So true. Thanks for reminding everyone.

Do you want me to expand?
Eodnhoj7 wrote: Wed Aug 08, 2018 6:32 pm
In this freedom, a paradox of god-like strength and child-like vulnerability take hold as the darkness of not just the human condition but ignorance and death have encompassed us as prisoners through the bars of time we continually seek to saw through under the guise of efficiency we mold through the lens of technology.
Woefully lost again. What is the meaning in this sentence: “In this freedom, a paradox of god-like strength and child-like vulnerability take hold as the darkness of not just the human condition but ignorance and death have encompassed us as prisoners through the bars of time we continually seek to saw through under the guise of efficiency we mold through the lens of technology.”?

Technology is merely a means to control eachother and the environment around us as a false means of becoming a god when in reality the only form of Divinity is to just "let go" of control.
Eodnhoj7 wrote: Wed Aug 08, 2018 6:32 pm
Noone ever taught us how to die, hence none of us have every really lived. To us death has been replaced by the sacrifice to the God's of pleasure, rather than to the One God of Life through which the All owe both respect and Allegiance...if not love and gratitude. We ask these gods, of our own making...our own image embodied through mindless irrational greed, violence and lust to help us to forget who and what we are: mortal. Maybe in reality it should be the other way around, looking at the shear beauty and magnitude of one's hands and the power we see within...a sacrifice of praise should be made to the One Creator from which all meaning proceeds by our free ability to measure under the simple, yet deep, tasks of creation and destruction embodied through the mind, body, and spirit of the human constitution.
Because no one has ever taught a human how to die, it follows that no human has ever lived. This must be a typo! People die whether they know how to or not. People live whether they are prepared to die or not.

You cannot kill a generation who is already dead.

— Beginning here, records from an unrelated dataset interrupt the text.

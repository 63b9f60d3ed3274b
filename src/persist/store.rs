//! Key-value persistence contract for the state blob.

use std::fmt;

/// Well-known key the feedback state blob is persisted under.
pub const STORAGE_KEY: &str = "newcool-feedback-storage";

/// Error type for persistence operations.
#[derive(Debug, Clone, PartialEq, Eq)]
pub enum StateError {
    LockPoisoned(&'static str),
    /// The underlying storage failed (unavailable, quota, I/O).
    Storage(String),
    /// The blob could not be encoded or decoded.
    Codec(String),
}

impl fmt::Display for StateError {
    fn fmt(&self, f: &mut fmt::Formatter<'_>) -> fmt::Result {
        match self {
            StateError::LockPoisoned(operation) => {
                write!(f, "state store lock poisoned during {}", operation)
            }
            StateError::Storage(msg) => write!(f, "state storage error: {}", msg),
            StateError::Codec(msg) => write!(f, "state codec error: {}", msg),
        }
    }
}

impl std::error::Error for StateError {}

/// String-valued key-value storage, the shape of a browser's local storage.
///
/// Values are opaque here; [`super::StoreSnapshot`] decides the encoding.
pub trait StateStore: Send + Sync {
    /// Read the value under `key`. Returns None if absent.
    fn get_item(&self, key: &str) -> Result<Option<String>, StateError>;

    /// Write (or overwrite) the value under `key`.
    fn set_item(&self, key: &str, value: &str) -> Result<(), StateError>;

    /// Remove the value under `key`. Returns true if one existed.
    fn remove_item(&self, key: &str) -> Result<bool, StateError>;
}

There seems to be something about spirituality and Spirituality in here, but I could not follow your meaning in this: “Maybe in reality it should be the other way around, looking at the shear beauty and magnitude of one's hands and the power we see within...a sacrifice of praise should be made to the One Creator from which all meaning proceeds by our free ability to measure under the simple, yet deep, tasks of creation and destruction embodied through the mind, body, and spirit of the human constitution.”
Eodnhoj7 wrote: Wed Aug 08, 2018 6:32 pm
Instead of faking invulnerability, is it not more honest to thank God for weakness? One only has to look at life to know the smallest thing, whether the swing of a hammer, kind words from a friend, or the act of forgetting oneself but for a moment sends a ripple through time that reflects for all eternity. A small pebble incapacitates the toughest of soldiers...how much more so the human will against this mechanistic society we false call our "home"? As men and women today we should not ask God for a means on how to be pleasured as our evident misery shows us this in itself is nothingness. Rather we should ask our Father, the Creator and Destroy of Universes: "Show me how to live fully and die fully." For meaning is not found in the trivial pleasures we are taught on what to base our lives around...no...it is found in the mortality of the human condition as it strives under a hope found in hopelessness.
There doesn’t appear to be any rationale for any of this. Are these just opinions? How did you come to them?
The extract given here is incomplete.